Label: Fantasy Records
Released: 31st January 2025
When a – quote marks here – ‘supergroup’ emerges from the alternative music world, expectations tend to tower like totemic statues to legends past. L.S. Dunes have spent their brief existence ducking those expectations, choosing instead to carve their own path through the musical wilderness. Their second album ‘Violet’ represents both a departure and an arrival – shedding the weighty darkness of their debut while illuminating a different route through.
Lead single ‘Machines’ sparkles with an infectious energy that belies its mechanical name. Anthony Green’s distinctive vocals remain the band’s lightning rod, though here they’re deployed with greater restraint and vulnerability. On ‘Paper Tigers’, he trades his signature screams for melodic introspection, allowing the band’s instrumental interplay to carry equal emotional weight.

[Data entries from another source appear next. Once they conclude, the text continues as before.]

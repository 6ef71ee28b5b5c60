//! Model and search statistics.

use std::time::{Duration, Instant};

/// Size of a built shift model.
///
/// # Example
///
/// ```
/// use shiftforge_solver::stats::ModelStats;
///
/// let stats = ModelStats {
///     employees: 2,
///     days: 7,
///     templates: 7,
///     ..ModelStats::default()
/// };
/// assert_eq!(stats.assignment_variables(), 98);
/// ```
#[derive(Debug, Clone, Copy, Default, PartialEq, Eq)]
pub struct ModelStats {
    pub employees: usize,
    pub days: usize,
    pub templates: usize,
    /// All variables, assignment and worked-day.
    pub variables: usize,
    pub linear_constraints: usize,
    pub clauses: usize,
    /// Literals fixed before search by employee flags.
    pub fixed_literals: usize,
}

impl ModelStats {
    pub fn assignment_variables(&self) -> usize {
        self.employees * self.days * self.templates
    }

    pub fn constraints(&self) -> usize {
        self.linear_constraints + self.clauses
    }
}

/// Counters of one search run.
///
/// # Example
///
/// ```
/// use shiftforge_solver::stats::SearchStats;
///
/// let mut stats = SearchStats::default();
/// stats.start();
/// stats.record_node(3);
/// stats.record_node(4);
/// stats.record_conflict();
/// stats.record_learned();
/// stats.record_backtrack();
///
/// assert_eq!(stats.nodes, 2);
/// assert_eq!(stats.max_depth, 4);
/// assert_eq!(stats.conflicts, 1);
/// assert_eq!(stats.backtracks, 1);
/// assert_eq!(stats.learned, 1);
/// ```
#[derive(Debug, Clone, Default)]
pub struct SearchStats {
    start_time: Option<Instant>,
    /// Branching decisions taken.
    pub nodes: u64,
    /// Jumps back after a conflict.
    pub backtracks: u64,
    /// Constraint violations detected by propagation.
    pub conflicts: u64,
    /// Nogoods learned from conflicts, units included.
    pub learned: u64,
    pub restarts: u64,
    /// Variable assignments, decided or implied.
    pub propagations: u64,
    /// Deepest decision stack reached.
    pub max_depth: usize,
}

impl SearchStats {
    /// Marks the start of the search.
    pub fn start(&mut self) {
        self.start_time = Some(Instant::now());
    }

    /// Returns the elapsed time since the search started.
    pub fn elapsed(&self) -> Duration {
        self.start_time.map(|t| t.elapsed()).unwrap_or_default()
    }

    pub fn record_node(&mut self, depth: usize) {
        self.nodes += 1;
        self.max_depth = self.max_depth.max(depth);
    }

    pub fn record_backtrack(&mut self) {
        self.backtracks += 1;
    }

    pub fn record_conflict(&mut self) {
        self.conflicts += 1;
    }

    pub fn record_learned(&mut self) {
        self.learned += 1;
    }

    pub fn record_restart(&mut self) {
        self.restarts += 1;
    }

    pub fn record_propagation(&mut self) {
        self.propagations += 1;
    }

    /// Returns the node rate.
    pub fn nodes_per_second(&self) -> f64 {
        let secs = self.elapsed().as_secs_f64();
        if secs > 0.0 {
            self.nodes as f64 / secs
        } else {
            0.0
        }
    }
}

‘Violet’ isn’t the straightforward evolution some might have expected from L.S. Dunes. Instead, it’s a sideways step into more expansive territory, trading raw catharsis for considered composition. While not every experiment lands perfectly, there’s something admirable about a band of veterans still willing to push themselves beyond familiar ground.
The result is an album that feels less like a statement of intent and more like a snapshot of artists in motion – not quite where they were, not quite where they’re going, but fascinating in its state of becoming. Like its namesake colour, ‘Violet’ exists somewhere between two distinct states, creating something new in the space between.